5-6 cloves of garlic, chopped.
8-9 baby potatoes, quartered.
Sautee in the juices in the same pan until the potatoes start to brown. Re-add the sausage, the shredded pork, some salt, and some baby carrots, and cook for another few minutes.
Transfer to your stewpot, and de-glaze the frypan with some red wine; pour that in too. Add your beans, some oregano, and some more chili - I used a couple of tablespoons of smoky chipotles in adobo, pureed, which are the bestest chilies ever. Added about a cup of the liquid reserved from the pork, and the rest of about a cup of red wine (what I didn't use for deglazing.) And the juice of a decent-sized lime. And 2 cans of diced tomatoes (fire-roasted; my favorites.) Oh, and some bacon left over from breakfast. Stewed this for absolutely _ages_ in the slow-cooker, but a couple of hours on a low simmer on the stove would probably do it. Served it over rice with sour cream. Yum!
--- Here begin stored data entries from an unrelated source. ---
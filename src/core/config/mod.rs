pub mod data;
pub mod io;
pub mod printing;

pub use data::Config;
pub use io::ConfigError;
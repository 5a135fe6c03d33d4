use crate::commands::registry::CommandInvocation;
use crate::commands::{all_commands, CommandResult};
use crate::core::session::ChatSession;

pub(crate) fn handle_help(
    session: &mut ChatSession,
    _invocation: CommandInvocation<'_>,
) -> CommandResult {
    let mut help = String::from("Commands:");
    for command in all_commands() {
        help.push_str(&format!("\n  {:<18}{}", command.usage, command.help));
    }
    session.set_status(help);
    CommandResult::Continue
}

pub(crate) fn handle_reset(
    session: &mut ChatSession,
    _invocation: CommandInvocation<'_>,
) -> CommandResult {
    session.conversation.reset();
    session.set_status("Conversation reset");
    CommandResult::Continue
}

pub(crate) fn handle_exit(
    _session: &mut ChatSession,
    _invocation: CommandInvocation<'_>,
) -> CommandResult {
    CommandResult::Exit
}
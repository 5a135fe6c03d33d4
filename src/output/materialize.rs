use std::fs;
use std::path::{Path, PathBuf};

use chrono::Local;
use tracing::info;

use super::extension::extension_for;
use super::segment::Segment;
use super::{OutputError, OutputKind, OutputRequest};

/// A file written while materializing a reply.
#[derive(Clone, Debug, PartialEq, Eq)]
pub struct Artifact {
    pub kind: OutputKind,
    pub path: PathBuf,
    pub bytes_written: usize,
}

#[derive(Debug)]
pub struct Materialized {
    pub base_name: String,
    pub artifacts: Vec<Artifact>,
}

/// Write the artifacts `request` asks for into `dir`.
///
/// Whole-reply kinds receive `reply` untouched. Code files are numbered by
/// their 1-based position in `segments`, so text lines count towards the
/// index. Existing files are overwritten. `on_written` sees each artifact as
/// soon as it is on disk, so files left behind by a later failure are still
/// reported.
pub fn materialize(
    reply: &str,
    segments: &[Segment],
    request: &OutputRequest,
    dir: &Path,
    on_written: &mut dyn FnMut(&Artifact),
) -> Result<Materialized, OutputError> {
    let base_name = request.resolve_base_name(Local::now());
    let mut artifacts = Vec::new();

    for kind in &request.kinds {
        match kind {
            OutputKind::Markdown => {
                let path = dir.join(format!("{base_name}.md"));
                let artifact = write_artifact(*kind, path, reply)?;
                on_written(&artifact);
                artifacts.push(artifact);
            }
            OutputKind::Plaintext => {
                let path = dir.join(format!("{base_name}.txt"));
                let artifact = write_artifact(*kind, path, reply)?;
                on_written(&artifact);
                artifacts.push(artifact);
            }
            OutputKind::CodeFiles => {
                for (index, segment) in segments.iter().enumerate() {
                    if let Segment::Code { language_tag, body } = segment {
                        let ext = extension_for(language_tag);
                        let path = dir.join(code_file_name(&base_name, index + 1, ext));
                        let artifact = write_artifact(*kind, path, body)?;
                        on_written(&artifact);
                        artifacts.push(artifact);
                    }
                }
            }
        }
    }

    Ok(Materialized {
        base_name,
        artifacts,
    })
}

pub fn code_file_name(base_name: &str, index: usize, extension: &str) -> String {
    format!("{base_name}_{index}.{extension}")
}

fn write_artifact(
    kind: OutputKind,
    path: PathBuf,
    contents: &str,
) -> Result<Artifact, OutputError> {
    fs::write(&path, contents).map_err(|source| OutputError::Write {
        path: path.clone(),
        source,
    })?;
    info!(path = %path.display(), kind = kind.label(), "wrote artifact");
    Ok(Artifact {
        kind,
        path,
        bytes_written: contents.len(),
    })
}
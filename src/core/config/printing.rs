use crate::core::config::data::Config;

/// Show only the last four characters of a secret.
pub fn mask_secret(secret: &str) -> String {
    let chars: Vec<char> = secret.chars().collect();
    if chars.is_empty() {
        return "(unset)".to_string();
    }
    if chars.len() <= 8 {
        return "*".repeat(chars.len());
    }
    let tail: String = chars[chars.len() - 4..].iter().collect();
    format!("{}{}", "*".repeat(chars.len() - 4), tail)
}

impl Config {
    pub fn summary_lines(&self) -> Vec<String> {
        vec![
            format!("  api-key: {}", mask_secret(self.api_key.trim())),
            format!("  model: {}", self.default_model),
            format!("  temperature: {}", self.temperature),
            format!("  max-tokens: {}", self.max_tokens),
            format!("  base-url: {}", self.base_url()),
        ]
    }

    pub fn print_all(&self) {
        println!("Current configuration:");
        for line in self.summary_lines() {
            println!("{line}");
        }
    }
}
/// Extension used when a language tag is empty or not in the table.
pub const FALLBACK_EXTENSION: &str = "txt";

/// Map a fenced block's language tag to a file extension.
///
/// Lookup is case-insensitive and ignores surrounding whitespace. The same
/// table is used for writing code files and for naming archive members.
pub fn extension_for(language_tag: &str) -> &'static str {
    let tag = language_tag.trim().to_ascii_lowercase();
    match tag.as_str() {
        "python" => "py",
        "javascript" => "js",
        "java" => "java",
        "c" => "c",
        "c++" => "cpp",
        "go" => "go",
        "ruby" => "rb",
        "bash" => "sh",
        "html" => "html",
        "css" => "css",
        "typescript" => "ts",
        "php" => "php",
        "rust" => "rs",
        "swift" => "swift",
        "kotlin" => "kt",
        "sql" => "sql",
        _ => FALLBACK_EXTENSION,
    }
}
use serde::{Deserialize, Serialize};
use std::fmt;

use crate::api::ChatMessage;

#[derive(Debug, Clone, Copy, PartialEq, Eq, Hash, Serialize, Deserialize)]
#[serde(try_from = "String", into = "String")]
pub enum Role {
    User,
    Assistant,
}

#[derive(Debug, Clone, PartialEq, Eq, Serialize, Deserialize)]
pub struct Message {
    pub role: Role,
    pub content: String,
}

impl Role {
    pub fn as_str(self) -> &'static str {
        match self {
            Role::User => "user",
            Role::Assistant => "assistant",
        }
    }

    /// Capitalized label used in saved transcripts.
    pub fn label(self) -> &'static str {
        match self {
            Role::User => "User",
            Role::Assistant => "Assistant",
        }
    }
}

impl fmt::Display for Role {
    fn fmt(&self, f: &mut fmt::Formatter<'_>) -> fmt::Result {
        f.write_str(self.as_str())
    }
}

impl TryFrom<&str> for Role {
    type Error = String;

    fn try_from(value: &str) -> Result<Self, Self::Error> {
        match value {
            "user" => Ok(Role::User),
            "assistant" => Ok(Role::Assistant),
            _ => Err(format!("invalid message role: {value}")),
        }
    }
}

impl TryFrom<String> for Role {
    type Error = String;

    fn try_from(value: String) -> Result<Self, Self::Error> {
        Self::try_from(value.as_str())
    }
}

impl From<Role> for String {
    fn from(value: Role) -> Self {
        value.as_str().to_string()
    }
}

impl Message {
    pub fn user(content: impl Into<String>) -> Self {
        Self {
            role: Role::User,
            content: content.into(),
        }
    }

    pub fn assistant(content: impl Into<String>) -> Self {
        Self {
            role: Role::Assistant,
            content: content.into(),
        }
    }
}

impl From<&Message> for ChatMessage {
    fn from(message: &Message) -> Self {
        ChatMessage {
            role: message.role.as_str().to_string(),
            content: message.content.clone(),
        }
    }
}
use super::usage_status;
use crate::commands::registry::CommandInvocation;
use crate::commands::CommandResult;
use crate::core::config::data::path_display;
use crate::core::session::ChatSession;
use crate::output::timestamped_name;
use chrono::Local;
use tracing::debug;

const USAGE_SAVE: &str = "Usage: /save [filename]";

/// Prefix of transcript files saved without an explicit name.
pub const CHAT_TRANSCRIPT_PREFIX: &str = "seek_chat";

pub(crate) fn handle_save(
    session: &mut ChatSession,
    invocation: CommandInvocation<'_>,
) -> CommandResult {
    let filename = match invocation.args_len() {
        0 => format!("{}.txt", timestamped_name(CHAT_TRANSCRIPT_PREFIX, Local::now())),
        1 => match invocation.arg(0) {
            Some(name) => name.to_string(),
            None => return usage_status(session, USAGE_SAVE),
        },
        _ => return usage_status(session, USAGE_SAVE),
    };

    let path = session.save_dir().join(&filename);
    debug!(path = %path.display(), messages = session.conversation.len(), "saving transcript");
    match session.conversation.save_transcript(&path) {
        Ok(()) => session.set_status(format!("✅ Conversation saved as {}", path_display(&path))),
        Err(e) => session.set_status(format!("❌ Save error: {e}")),
    }
    CommandResult::Continue
}
//! Reply persistence: segmentation, file materialization, and archiving.
//!
//! A reply flows through [`segment::parse`], then [`materialize::materialize`]
//! writes the requested artifacts, and [`archive::package`] optionally moves
//! them into one or more archives. [`save_reply`] runs the whole pipeline.

pub mod archive;
pub mod extension;
pub mod materialize;
pub mod segment;

use std::collections::BTreeSet;
use std::error::Error as StdError;
use std::fmt;
use std::path::{Path, PathBuf};

use chrono::{DateTime, Local};
use tracing::debug;

pub use archive::ArchiveKind;
pub use materialize::{Artifact, Materialized};
pub use segment::Segment;

use crate::core::config::data::path_display;

/// Prefix of generated base names when none is given.
pub const DEFAULT_OUTPUT_PREFIX: &str = "seek_output";

/// Destination kinds that can be requested for a reply.
#[derive(Clone, Copy, Debug, PartialEq, Eq, PartialOrd, Ord, Hash)]
pub enum OutputKind {
    /// The whole reply as `<base>.md`.
    Markdown,
    /// The whole reply as `<base>.txt`.
    Plaintext,
    /// One `<base>_<index>.<ext>` file per code segment.
    CodeFiles,
}

impl OutputKind {
    pub fn label(self) -> &'static str {
        match self {
            OutputKind::Markdown => "markdown",
            OutputKind::Plaintext => "text",
            OutputKind::CodeFiles => "code",
        }
    }
}

#[derive(Clone, Debug, Default, PartialEq, Eq)]
pub struct OutputRequest {
    pub kinds: BTreeSet<OutputKind>,
    pub archives: BTreeSet<ArchiveKind>,
    pub base_name: Option<String>,
}

impl OutputRequest {
    pub fn is_empty(&self) -> bool {
        self.kinds.is_empty()
    }

    /// Base name for artifacts, falling back to a timestamped default.
    pub fn resolve_base_name(&self, now: DateTime<Local>) -> String {
        match self.base_name.as_deref().map(str::trim) {
            Some(name) if !name.is_empty() => name.to_string(),
            _ => timestamped_name(DEFAULT_OUTPUT_PREFIX, now),
        }
    }
}

/// `prefix_YYYYMMDD_HHMMSS`
pub fn timestamped_name(prefix: &str, now: DateTime<Local>) -> String {
    format!("{}_{}", prefix, now.format("%Y%m%d_%H%M%S"))
}

/// Errors raised while writing artifacts or archives. All of them abort the
/// current save without cleaning up files already written.
#[derive(Debug)]
pub enum OutputError {
    /// Writing an artifact failed.
    Write {
        path: PathBuf,
        source: std::io::Error,
    },
    /// Creating or filling a tar.gz archive failed.
    Archive {
        path: PathBuf,
        source: std::io::Error,
    },
    /// Creating or filling a zip archive failed.
    Zip {
        path: PathBuf,
        source: zip::result::ZipError,
    },
    /// Removing an archived loose file failed.
    Remove {
        path: PathBuf,
        source: std::io::Error,
    },
}

impl fmt::Display for OutputError {
    fn fmt(&self, f: &mut fmt::Formatter<'_>) -> fmt::Result {
        match self {
            OutputError::Write { path, source } => {
                write!(f, "Failed to write {}: {}", path_display(path), source)
            }
            OutputError::Archive { path, source } => {
                write!(f, "Failed to build archive {}: {}", path_display(path), source)
            }
            OutputError::Zip { path, source } => {
                write!(f, "Failed to build archive {}: {}", path_display(path), source)
            }
            OutputError::Remove { path, source } => {
                write!(f, "Failed to remove {}: {}", path_display(path), source)
            }
        }
    }
}

impl StdError for OutputError {
    fn source(&self) -> Option<&(dyn StdError + 'static)> {
        match self {
            OutputError::Write { source, .. } => Some(source),
            OutputError::Archive { source, .. } => Some(source),
            OutputError::Zip { source, .. } => Some(source),
            OutputError::Remove { source, .. } => Some(source),
        }
    }
}

/// What a full save produced.
#[derive(Debug, Default)]
pub struct SaveReport {
    pub base_name: String,
    pub artifacts: Vec<Artifact>,
    pub archives: Vec<PathBuf>,
}

/// A file that reached disk during [`save_reply`].
#[derive(Clone, Copy, Debug)]
pub enum Saved<'a> {
    Artifact(&'a Artifact),
    Archive(&'a Path),
}

/// Parse `reply`, write the requested artifacts into `dir`, and package them
/// if any archive kind was requested.
///
/// `on_saved` is told about every file as it is produced, including the ones
/// written before an error aborts the save.
pub fn save_reply(
    reply: &str,
    request: &OutputRequest,
    dir: &Path,
    on_saved: &mut dyn FnMut(Saved<'_>),
) -> Result<SaveReport, OutputError> {
    let segments = segment::parse(reply);
    debug!(
        segments = segments.len(),
        code = segments.iter().filter(|s| s.is_code()).count(),
        "parsed reply"
    );

    let Materialized {
        base_name,
        artifacts,
    } = materialize::materialize(reply, &segments, request, dir, &mut |artifact| {
        on_saved(Saved::Artifact(artifact))
    })?;

    let candidates: Vec<PathBuf> = artifacts.iter().map(|a| a.path.clone()).collect();
    let archives = archive::package(
        &request.archives,
        &base_name,
        dir,
        &candidates,
        &mut |path| on_saved(Saved::Archive(path)),
    )?;

    Ok(SaveReport {
        base_name,
        artifacts,
        archives,
    })
}

#[cfg(test)]
mod tests {
    use super::*;
    use chrono::TimeZone;
    use tempfile::TempDir;

    fn fixed_time() -> DateTime<Local> {
        Local
            .with_ymd_and_hms(2024, 3, 9, 7, 5, 1)
            .single()
            .expect("unambiguous local time")
    }

    fn ignore(_: Saved<'_>) {}

    #[test]
    fn explicit_base_name_wins() {
        let request = OutputRequest {
            base_name: Some("report".to_string()),
            ..Default::default()
        };
        assert_eq!(request.resolve_base_name(fixed_time()), "report");
    }

    #[test]
    fn missing_base_name_uses_timestamp() {
        let request = OutputRequest::default();
        assert_eq!(
            request.resolve_base_name(fixed_time()),
            "seek_output_20240309_070501"
        );

        let blank = OutputRequest {
            base_name: Some("  ".to_string()),
            ..Default::default()
        };
        assert_eq!(
            blank.resolve_base_name(fixed_time()),
            "seek_output_20240309_070501"
        );
    }

    #[test]
    fn save_reply_archives_everything_written() {
        let dir = TempDir::new().expect("temp dir");
        let request = OutputRequest {
            kinds: [OutputKind::Markdown, OutputKind::CodeFiles]
                .into_iter()
                .collect(),
            archives: [ArchiveKind::Zip].into_iter().collect(),
            base_name: Some("bundle".to_string()),
        };
        let reply = "Here:\n```kotlin\nfun main() {}\n```";

        let report = save_reply(reply, &request, dir.path(), &mut ignore).expect("save");

        assert_eq!(report.artifacts.len(), 2);
        assert_eq!(report.archives, vec![dir.path().join("bundle.zip")]);
        assert!(!dir.path().join("bundle.md").exists());
        assert!(!dir.path().join("bundle_2.kt").exists());

        let file = std::fs::File::open(dir.path().join("bundle.zip")).unwrap();
        let zip = zip::ZipArchive::new(file).unwrap();
        let mut names: Vec<_> = zip.file_names().map(str::to_string).collect();
        names.sort();
        assert_eq!(names, vec!["bundle.md", "bundle_2.kt"]);
    }

    #[test]
    fn empty_request_writes_nothing() {
        let dir = TempDir::new().expect("temp dir");
        let request = OutputRequest {
            base_name: Some("none".to_string()),
            ..Default::default()
        };

        let report =
            save_reply("```go\nx\n```", &request, dir.path(), &mut ignore).expect("save");

        assert!(report.artifacts.is_empty());
        assert!(report.archives.is_empty());
        assert_eq!(std::fs::read_dir(dir.path()).unwrap().count(), 0);
    }

    #[test]
    fn files_are_announced_in_the_order_they_land() {
        let dir = TempDir::new().expect("temp dir");
        let request = OutputRequest {
            kinds: [OutputKind::Plaintext, OutputKind::CodeFiles]
                .into_iter()
                .collect(),
            archives: [ArchiveKind::TarGzip].into_iter().collect(),
            base_name: Some("seq".to_string()),
        };
        let mut seen = Vec::new();

        save_reply("```sql\nselect 1;\n```", &request, dir.path(), &mut |saved| {
            seen.push(match saved {
                Saved::Artifact(artifact) => artifact.path.clone(),
                Saved::Archive(path) => path.to_path_buf(),
            })
        })
        .expect("save");

        assert_eq!(
            seen,
            vec![
                dir.path().join("seq.txt"),
                dir.path().join("seq_1.sql"),
                dir.path().join("seq.tar.gz"),
            ]
        );
    }
}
Todays version of same has no beans in it, nor sausage, but a huge amount of shredded pork (whole pork shoulders are cheap to begin with AND they were on sale for half-price. I used half of what I got off the shoulder, and this stew is going to be twice as big as the last batch.) Gave in to temptation and just used a whole head of garlic this time. Put the carrots in early with the potatoes so they get that almost-burnt carmelly flavour that carrots do. Added cubed eggplant and sliced capsicums when the veggies were about half-done. Used about the same amount of chipotles - for the double batch - and added a bunch of fire-roasted milder Hatch chilies. Twice as much tomatoes. Half again the red wine. A bit of ground cumin. I'm a little worried that dropping the sausage and pre-boiling the meat will mean there isn't enough fat in it (Hey! Fat is good!), but its a stew; it can't exactly dry out on me. Smells good anyways - I'll let you know.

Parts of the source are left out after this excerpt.